+++ AVAILABLE DATA +++

//! High-level operations on container files.
//!
//! ```no_run
//! use blobby::archive::{self, ArchiveOptions};
//!
//! let opts = ArchiveOptions::default();
//! archive::create("out.blob", &["notes", "todo.txt"], &opts)?;
//! archive::list("out.blob", &opts, |entry| println!("{entry}"))?;
//! let report = archive::extract("out.blob", &opts)?;
//! assert!(report.is_clean());
//! # Ok::<(), Box<dyn std::error::Error>>(())
//! ```
//!
//! Every operation streams: at most one record is in flight, and content
//! moves through a fixed-size buffer.  `create` leaves whatever it managed
//! to write in place when it fails.

use std::fs::{self, File};
use std::io::{self, BufWriter, Read, Write};
use std::path::{Path, PathBuf};

use thiserror::Error;
use tracing::{debug, info, warn};

use crate::blobette::{BlobetteError, DecodedBlobette, EntryKind, PendingBlobette};
use crate::fsx;
use crate::io_stream::{BlobReader, BlobWriter, ListEntry};

// ── Errors ───────────────────────────────────────────────────────────────────

#[derive(Error, Debug)]
pub enum ArchiveError {
    /// A source entry is missing or unreadable; `create` stops.
    #[error("cannot read '{}': {source}", .path.display())]
    SourceUnreadable { path: PathBuf, source: io::Error },
    /// The container or an extracted entry cannot be written.
    #[error("cannot write '{}': {source}", .path.display())]
    DestinationUnwritable { path: PathBuf, source: io::Error },
    #[error("cannot read container '{}': {source}", .path.display())]
    ContainerUnreadable { path: PathBuf, source: io::Error },
    /// Bad magic or truncation, or a checksum mismatch under
    /// [`ChecksumPolicy::Abort`].  `index` is zero-based.
    #[error("record {index}: {source}")]
    Corrupt { index: u64, source: BlobetteError },
    /// An entry does not fit the record format (path or size too long).
    #[error("cannot archive '{}': {source}", .path.display())]
    Unencodable { path: PathBuf, source: BlobetteError },
}

// ── Options ──────────────────────────────────────────────────────────────────

/// What to do when a record's trailer does not match its bytes.
#[derive(Debug, Clone, Copy, PartialEq, Eq, Default)]
pub enum ChecksumPolicy {
    /// Log it, note it in the report, keep going.
    #[default]
    Continue,
    /// Stop with [`ArchiveError::Corrupt`].
    Abort,
}

/// Configuration shared by [`create`], [`list`] and [`extract`].
#[derive(Debug, Clone)]
pub struct ArchiveOptions {
    /// Inputs to `create` are resolved against this directory and `extract`
    /// materialises records under it.  Record paths are stored as given.
    pub base_dir:        PathBuf,
    pub checksum_policy: ChecksumPolicy,
}

impl Default for ArchiveOptions {
    fn default() -> Self {
        Self {
            base_dir:        PathBuf::from("."),
            checksum_policy: ChecksumPolicy::Continue,
        }
    }
}

// ── Report ───────────────────────────────────────────────────────────────────

#[derive(Debug, Clone, PartialEq, Eq)]
pub struct ChecksumFailure {
    pub index:    u64,
    pub path:     String,
    pub stored:   u8,
    pub computed: u8,
}

/// Outcome of a completed operation.
#[derive(Debug, Clone, Default)]
pub struct ArchiveReport {
    /// Records written, listed or extracted.
    pub records:           u64,
    /// Sum of their content lengths.
    pub content_bytes:     u64,
    pub checksum_failures: Vec<ChecksumFailure>,
}

impl ArchiveReport {
    pub fn is_clean(&self) -> bool {
        self.checksum_failures.is_empty()
    }

    pub fn summary(&self) -> String {
        format!(
            "{} record(s), {} content byte(s), {} checksum failure(s)",
            self.records,
            self.content_bytes,
            self.checksum_failures.len(),
        )
    }

    /// Count one decoded record and apply the checksum policy to it.
    fn record(
        &mut self,
        index:    u64,
        path:     &str,
        size:     u64,
        stored:   u8,
        computed: u8,
        policy:   ChecksumPolicy,
    ) -> Result<(), ArchiveError> {
        self.records += 1;
        self.content_bytes += size;
        if stored == computed {
            return Ok(());
        }

        warn!(index, path, stored, computed, "checksum mismatch");
        self.checksum_failures.push(ChecksumFailure {
            index,
            path: path.to_owned(),
            stored,
            computed,
        });
        match policy {
            ChecksumPolicy::Continue => Ok(()),
            ChecksumPolicy::Abort => Err(ArchiveError::Corrupt {
                index,
                source: BlobetteError::BadChecksum { path: path.to_owned(), stored, computed },
            }),
        }
    }

    fn record_decoded(
        &mut self,
        index:  u64,
        record: &DecodedBlobette,
        policy: ChecksumPolicy,
    ) -> Result<(), ArchiveError> {
        self.record(
            index,
            &record.path_lossy(),
            record.header.content_len,
            record.stored_checksum,
            record.computed_checksum,
            policy,
        )
    }
}

// ── Operations ───────────────────────────────────────────────────────────────

/// Write `inputs` (files or directory trees, in order) into a new container
/// at `container`, truncating any existing file.
///
/// Every input must exist before the container is touched.
pub fn create<P, I>(container: P, inputs: &[I], opts: &ArchiveOptions) -> Result<ArchiveReport, ArchiveError>
where
    P: AsRef<Path>,
    I: AsRef<Path>,
{
    let container = container.as_ref();
    for input in inputs {
        let source = opts.base_dir.join(input.as_ref());
        fs::metadata(&source)
            .map_err(|e| ArchiveError::SourceUnreadable { path: source.clone(), source: e })?;
    }

    let file = File::create(container).map_err(|e| ArchiveError::DestinationUnwritable {
        path:   container.to_path_buf(),
        source: e,
    })?;
    let identity = file.metadata().ok().and_then(|m| fsx::identity(&m));

    let mut writer = BlobWriter::new(BufWriter::new(file))
        .base_dir(&opts.base_dir)
        .container_path(container);
    if let Some(id) = identity {
        writer = writer.skip_identity(id);
    }

    for input in inputs {
        writer.add_path(input.as_ref())?;
    }

    let report = ArchiveReport {
        records:       writer.records(),
        content_bytes: writer.content_bytes(),
        ..ArchiveReport::default()
    };
    writer.finish()?;
    info!(container = %container.display(), "{}", report.summary());
    Ok(report)
}

/// Decode every record of `container`, handing each to `on_entry` as soon
/// as it is read.  Content is hashed but never stored.
pub fn list<P, F>(container: P, opts: &ArchiveOptions, mut on_entry: F) -> Result<ArchiveReport, ArchiveError>
where
    P: AsRef<Path>,
    F: FnMut(&ListEntry),
{
    let container = container.as_ref();
    let mut reader = BlobReader::open(container)?;
    let mut report = ArchiveReport::default();

    while let Some(item) = reader.next() {
        let entry = item.map_err(|e| read_error(container, reader.next_index(), e))?;
        on_entry(&entry);
        report.record(
            entry.index,
            &entry.path_lossy(),
            entry.size,
            entry.stored_checksum,
            entry.computed_checksum,
            opts.checksum_policy,
        )?;
    }
    Ok(report)
}

/// Materialise every record of `container` under `opts.base_dir`.
///
/// Records are applied in order; ancestors are expected to precede their
/// descendants, as [`create`] guarantees.  Bad magic and truncation stop
/// extraction at the failing record.  A file whose record fails part-way,
/// or fails its checksum under [`ChecksumPolicy::Abort`], is removed.
///
/// Directory permissions are applied last, deepest first, so a read-only
/// directory does not block its own contents.  This also happens when
/// extraction stops early.
pub fn extract<P: AsRef<Path>>(container: P, opts: &ArchiveOptions) -> Result<ArchiveReport, ArchiveError> {
    let container = container.as_ref();
    let mut reader = BlobReader::open(container)?;
    let mut report = ArchiveReport::default();
    let mut dir_modes = Vec::new();

    let outcome = extract_records(&mut reader, container, opts, &mut report, &mut dir_modes);
    let restored = restore_dir_modes(dir_modes);
    outcome?;
    restored?;

    info!(container = %container.display(), "{}", report.summary());
    Ok(report)
}

fn extract_records<R: Read>(
    reader:    &mut BlobReader<R>,
    container: &Path,
    opts:      &ArchiveOptions,
    report:    &mut ArchiveReport,
    dir_modes: &mut Vec<(PathBuf, u32)>,
) -> Result<(), ArchiveError> {
    loop {
        let index = reader.next_index();
        let pending = match reader.next_header() {
            Ok(Some(p)) => p,
            Ok(None) => return Ok(()),
            Err(e) => return Err(read_error(container, index, e)),
        };
        let dest = opts.base_dir.join(fsx::bytes_to_path(&pending.path));
        info!(path = %pending.path_lossy(), "extracting");

        match pending.kind() {
            EntryKind::Directory => {
                create_dir(&dest)?;
                let record = reader
                    .finish(pending, &mut io::sink())
                    .map_err(|e| read_error(container, index, e))?;
                dir_modes.push((dest, record.header.mode));
                report.record_decoded(index, &record, opts.checksum_policy)?;
            }
            EntryKind::File => {
                let record = write_file(reader, pending, &dest, container, index)?;
                fsx::set_permissions(&dest, record.header.mode).map_err(|e| unwritable(&dest, e))?;
                if let Err(e) = report.record_decoded(index, &record, opts.checksum_policy) {
                    discard(&dest);
                    return Err(e);
                }
            }
        }
    }
}

/// Stream one file record's content to `dest`.  On failure after `dest`
/// was created, the partial file is removed.
fn write_file<R: Read>(
    reader:    &mut BlobReader<R>,
    pending:   PendingBlobette,
    dest:      &Path,
    container: &Path,
    index:     u64,
) -> Result<DecodedBlobette, ArchiveError> {
    let file = File::create(dest).map_err(|e| unwritable(dest, e))?;
    let mut sink = BufWriter::new(file);
    let result = reader
        .finish(pending, &mut sink)
        .map_err(|e| match e {
            BlobetteError::Sink(e) => unwritable(dest, e),
            other => read_error(container, index, other),
        })
        .and_then(|record| sink.flush().map(|()| record).map_err(|e| unwritable(dest, e)));

    if result.is_err() {
        drop(sink);
        discard(dest);
    }
    result
}

fn discard(path: &Path) {
    if let Err(e) = fs::remove_file(path) {
        debug!(path = %path.display(), error = %e, "could not remove partial file");
    }
}

/// Apply deferred directory modes, descendants before their ancestors.
fn restore_dir_modes(dir_modes: Vec<(PathBuf, u32)>) -> Result<(), ArchiveError> {
    let mut first_err = None;
    for (dest, mode) in dir_modes.into_iter().rev() {
        if let Err(e) = fsx::set_permissions(&dest, mode) {
            first_err.get_or_insert(unwritable(&dest, e));
        }
    }
    first_err.map_or(Ok(()), Err)
}

fn create_dir(path: &Path) -> Result<(), ArchiveError> {
    match fs::create_dir(path) {
        Ok(()) => Ok(()),
        Err(e) if e.kind() == io::ErrorKind::AlreadyExists && path.is_dir() => Ok(()),
        Err(e) => Err(unwritable(path, e)),
    }
}

fn unwritable(path: &Path, source: io::Error) -> ArchiveError {
    ArchiveError::DestinationUnwritable { path: path.to_path_buf(), source }
}

fn read_error(container: &Path, index: u64, err: BlobetteError) -> ArchiveError {
    match err {
        BlobetteError::Io(e) => ArchiveError::ContainerUnreadable {
            path:   container.to_path_buf(),
            source: e,
        },
        other => ArchiveError::Corrupt { index, source: other },
    }
}
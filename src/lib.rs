pub mod checksum;
pub mod blobette;
pub mod decompose;
pub mod fsx;
pub mod io_stream;
pub mod archive;

pub use checksum::Checksum;
pub use blobette::{BlobetteError, BlobetteHeader, DecodedBlobette, EntryKind, encode, decode};
pub use io_stream::{BlobReader, BlobWriter, ListEntry};
pub use archive::{ArchiveError, ArchiveOptions, ArchiveReport, ChecksumPolicy};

+++

> [ASSIGNMENT] Return only those lines of the records that contain the string "warn".

> [RESPONSE]
use tracing::{debug, info, warn};
        warn!(index, path, stored, computed, "checksum mismatch");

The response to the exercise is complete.